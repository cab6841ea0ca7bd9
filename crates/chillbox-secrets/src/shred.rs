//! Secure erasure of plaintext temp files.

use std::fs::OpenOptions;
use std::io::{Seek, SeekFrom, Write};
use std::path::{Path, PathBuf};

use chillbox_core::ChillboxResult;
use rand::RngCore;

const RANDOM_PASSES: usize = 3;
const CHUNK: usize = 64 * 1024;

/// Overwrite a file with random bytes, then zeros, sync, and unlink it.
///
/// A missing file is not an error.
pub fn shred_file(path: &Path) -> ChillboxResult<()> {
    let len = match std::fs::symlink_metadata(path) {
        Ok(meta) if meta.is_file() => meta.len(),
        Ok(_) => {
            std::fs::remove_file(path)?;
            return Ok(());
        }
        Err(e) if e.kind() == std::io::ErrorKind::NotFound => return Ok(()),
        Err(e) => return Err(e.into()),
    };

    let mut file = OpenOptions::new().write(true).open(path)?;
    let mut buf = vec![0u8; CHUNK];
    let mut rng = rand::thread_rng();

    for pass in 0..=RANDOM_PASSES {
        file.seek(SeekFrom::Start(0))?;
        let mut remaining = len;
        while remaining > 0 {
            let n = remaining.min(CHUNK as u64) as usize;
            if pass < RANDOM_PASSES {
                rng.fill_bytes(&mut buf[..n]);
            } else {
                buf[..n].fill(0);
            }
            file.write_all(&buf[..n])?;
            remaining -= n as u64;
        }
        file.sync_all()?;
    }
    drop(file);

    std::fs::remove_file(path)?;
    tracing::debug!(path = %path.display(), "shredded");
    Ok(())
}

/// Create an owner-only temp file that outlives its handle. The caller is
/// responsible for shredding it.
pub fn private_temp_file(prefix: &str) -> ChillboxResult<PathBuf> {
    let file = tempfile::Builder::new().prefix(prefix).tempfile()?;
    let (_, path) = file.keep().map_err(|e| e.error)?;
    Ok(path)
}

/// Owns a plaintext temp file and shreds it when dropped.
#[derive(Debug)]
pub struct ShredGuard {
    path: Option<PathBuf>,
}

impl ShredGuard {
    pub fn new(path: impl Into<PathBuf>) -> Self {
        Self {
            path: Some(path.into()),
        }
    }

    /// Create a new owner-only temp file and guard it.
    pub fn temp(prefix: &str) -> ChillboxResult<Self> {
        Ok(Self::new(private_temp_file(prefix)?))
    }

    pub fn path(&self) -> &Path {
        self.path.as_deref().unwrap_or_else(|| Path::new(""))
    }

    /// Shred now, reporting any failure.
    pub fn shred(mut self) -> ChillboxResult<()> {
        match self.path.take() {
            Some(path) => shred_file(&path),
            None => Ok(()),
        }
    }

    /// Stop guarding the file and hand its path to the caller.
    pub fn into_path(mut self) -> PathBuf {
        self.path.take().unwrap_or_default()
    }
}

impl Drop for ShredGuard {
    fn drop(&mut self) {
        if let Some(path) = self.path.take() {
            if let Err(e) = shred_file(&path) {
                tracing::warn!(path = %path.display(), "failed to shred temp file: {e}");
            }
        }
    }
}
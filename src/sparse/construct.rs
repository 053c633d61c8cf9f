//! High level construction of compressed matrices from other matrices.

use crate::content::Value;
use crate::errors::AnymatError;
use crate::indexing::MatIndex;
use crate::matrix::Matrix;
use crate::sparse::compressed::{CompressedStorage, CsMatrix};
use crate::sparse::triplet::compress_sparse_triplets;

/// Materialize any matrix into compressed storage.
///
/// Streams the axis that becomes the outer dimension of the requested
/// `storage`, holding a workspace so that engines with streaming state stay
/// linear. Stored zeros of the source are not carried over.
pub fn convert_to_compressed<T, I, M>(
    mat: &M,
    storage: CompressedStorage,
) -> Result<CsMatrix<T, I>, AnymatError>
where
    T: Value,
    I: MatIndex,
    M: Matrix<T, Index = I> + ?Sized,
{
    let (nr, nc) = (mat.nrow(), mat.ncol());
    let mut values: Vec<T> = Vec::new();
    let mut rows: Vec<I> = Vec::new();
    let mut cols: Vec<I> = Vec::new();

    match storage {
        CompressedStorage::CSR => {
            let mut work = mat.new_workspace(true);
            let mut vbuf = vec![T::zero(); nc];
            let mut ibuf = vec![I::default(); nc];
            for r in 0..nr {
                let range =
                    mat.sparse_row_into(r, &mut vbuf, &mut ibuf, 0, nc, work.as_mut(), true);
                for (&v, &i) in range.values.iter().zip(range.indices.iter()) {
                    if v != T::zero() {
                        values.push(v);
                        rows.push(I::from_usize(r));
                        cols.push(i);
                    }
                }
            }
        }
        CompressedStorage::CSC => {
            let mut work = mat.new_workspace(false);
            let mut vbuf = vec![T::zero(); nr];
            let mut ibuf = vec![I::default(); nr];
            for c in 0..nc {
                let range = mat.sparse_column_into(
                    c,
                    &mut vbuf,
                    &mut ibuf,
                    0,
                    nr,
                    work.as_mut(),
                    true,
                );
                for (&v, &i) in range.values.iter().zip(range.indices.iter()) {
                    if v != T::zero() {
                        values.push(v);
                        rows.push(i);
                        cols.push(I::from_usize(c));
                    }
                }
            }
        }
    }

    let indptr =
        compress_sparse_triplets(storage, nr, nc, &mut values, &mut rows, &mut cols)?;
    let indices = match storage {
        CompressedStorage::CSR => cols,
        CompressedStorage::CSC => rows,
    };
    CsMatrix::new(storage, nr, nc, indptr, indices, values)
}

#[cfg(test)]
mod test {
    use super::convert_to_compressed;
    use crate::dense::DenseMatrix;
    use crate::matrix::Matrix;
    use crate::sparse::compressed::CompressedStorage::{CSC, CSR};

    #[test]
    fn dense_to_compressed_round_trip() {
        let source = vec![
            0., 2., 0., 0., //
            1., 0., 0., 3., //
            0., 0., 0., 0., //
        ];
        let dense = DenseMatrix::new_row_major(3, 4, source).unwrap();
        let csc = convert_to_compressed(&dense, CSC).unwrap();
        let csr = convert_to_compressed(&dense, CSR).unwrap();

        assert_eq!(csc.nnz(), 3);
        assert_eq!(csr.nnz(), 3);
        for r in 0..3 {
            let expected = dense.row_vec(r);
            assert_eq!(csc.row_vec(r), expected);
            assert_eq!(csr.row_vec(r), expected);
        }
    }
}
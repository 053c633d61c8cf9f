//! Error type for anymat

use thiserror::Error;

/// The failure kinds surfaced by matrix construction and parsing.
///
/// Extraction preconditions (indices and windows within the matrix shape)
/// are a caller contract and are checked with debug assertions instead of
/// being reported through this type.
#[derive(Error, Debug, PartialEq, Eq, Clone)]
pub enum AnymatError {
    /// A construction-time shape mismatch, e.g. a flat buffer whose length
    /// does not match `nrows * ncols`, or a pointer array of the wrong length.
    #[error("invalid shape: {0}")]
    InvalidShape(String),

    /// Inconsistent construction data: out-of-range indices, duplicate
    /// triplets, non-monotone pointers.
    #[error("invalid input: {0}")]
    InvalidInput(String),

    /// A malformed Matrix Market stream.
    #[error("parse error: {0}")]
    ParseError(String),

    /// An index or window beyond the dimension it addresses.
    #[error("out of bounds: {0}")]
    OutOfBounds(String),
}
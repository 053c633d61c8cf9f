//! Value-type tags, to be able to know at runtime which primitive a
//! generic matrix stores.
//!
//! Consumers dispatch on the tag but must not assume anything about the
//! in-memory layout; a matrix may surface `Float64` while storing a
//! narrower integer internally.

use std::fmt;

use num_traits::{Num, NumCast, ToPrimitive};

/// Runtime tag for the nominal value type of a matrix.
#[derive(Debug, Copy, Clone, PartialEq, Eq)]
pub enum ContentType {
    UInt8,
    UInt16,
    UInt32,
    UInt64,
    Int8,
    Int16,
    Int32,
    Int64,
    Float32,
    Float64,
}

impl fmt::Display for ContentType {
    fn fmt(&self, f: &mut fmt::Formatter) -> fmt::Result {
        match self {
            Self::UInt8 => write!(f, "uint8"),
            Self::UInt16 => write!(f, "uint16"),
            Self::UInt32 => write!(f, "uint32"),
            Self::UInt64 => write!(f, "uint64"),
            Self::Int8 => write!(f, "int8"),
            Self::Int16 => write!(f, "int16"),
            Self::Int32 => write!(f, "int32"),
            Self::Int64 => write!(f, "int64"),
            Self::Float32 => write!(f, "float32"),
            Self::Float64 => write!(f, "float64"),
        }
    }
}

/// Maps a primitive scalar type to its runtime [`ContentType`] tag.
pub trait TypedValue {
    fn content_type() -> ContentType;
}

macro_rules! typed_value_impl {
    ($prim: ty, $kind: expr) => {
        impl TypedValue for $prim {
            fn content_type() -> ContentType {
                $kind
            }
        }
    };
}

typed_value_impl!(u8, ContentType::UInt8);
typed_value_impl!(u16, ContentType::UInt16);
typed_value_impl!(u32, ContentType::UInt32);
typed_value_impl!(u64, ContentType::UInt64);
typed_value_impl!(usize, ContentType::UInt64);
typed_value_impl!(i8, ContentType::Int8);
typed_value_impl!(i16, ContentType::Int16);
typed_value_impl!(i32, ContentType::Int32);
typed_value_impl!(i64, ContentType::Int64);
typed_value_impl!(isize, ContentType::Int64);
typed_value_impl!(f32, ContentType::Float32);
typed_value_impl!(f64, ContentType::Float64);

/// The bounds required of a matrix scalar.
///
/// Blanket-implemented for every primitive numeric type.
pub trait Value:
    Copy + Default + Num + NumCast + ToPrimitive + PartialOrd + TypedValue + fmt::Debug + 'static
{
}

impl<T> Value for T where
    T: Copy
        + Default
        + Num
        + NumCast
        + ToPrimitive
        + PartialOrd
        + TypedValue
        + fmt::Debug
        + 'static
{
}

| Task to carry out |
Begin at the first line of the entries above and copy every line exactly, ending with the line that contains "for pass in".

| Reply to the exercise |
repository cab6841ea0ca7bd9
filename crates/chillbox-secrets/src/shred.rs
//! Secure erasure of plaintext temp files.

use std::fs::OpenOptions;
use std::io::{Seek, SeekFrom, Write};
use std::path::{Path, PathBuf};

use chillbox_core::ChillboxResult;
use rand::RngCore;

const RANDOM_PASSES: usize = 3;
const CHUNK: usize = 64 * 1024;

/// Overwrite a file with random bytes, then zeros, sync, and unlink it.
///
/// A missing file is not an error.
pub fn shred_file(path: &Path) -> ChillboxResult<()> {
    let len = match std::fs::symlink_metadata(path) {
        Ok(meta) if meta.is_file() => meta.len(),
        Ok(_) => {
            std::fs::remove_file(path)?;
            return Ok(());
        }
        Err(e) if e.kind() == std::io::ErrorKind::NotFound => return Ok(()),
        Err(e) => return Err(e.into()),
    };

    let mut file = OpenOptions::new().write(true).open(path)?;
    let mut buf = vec![0u8; CHUNK];
    let mut rng = rand::thread_rng();

    for pass in 0..=RANDOM_PASSES {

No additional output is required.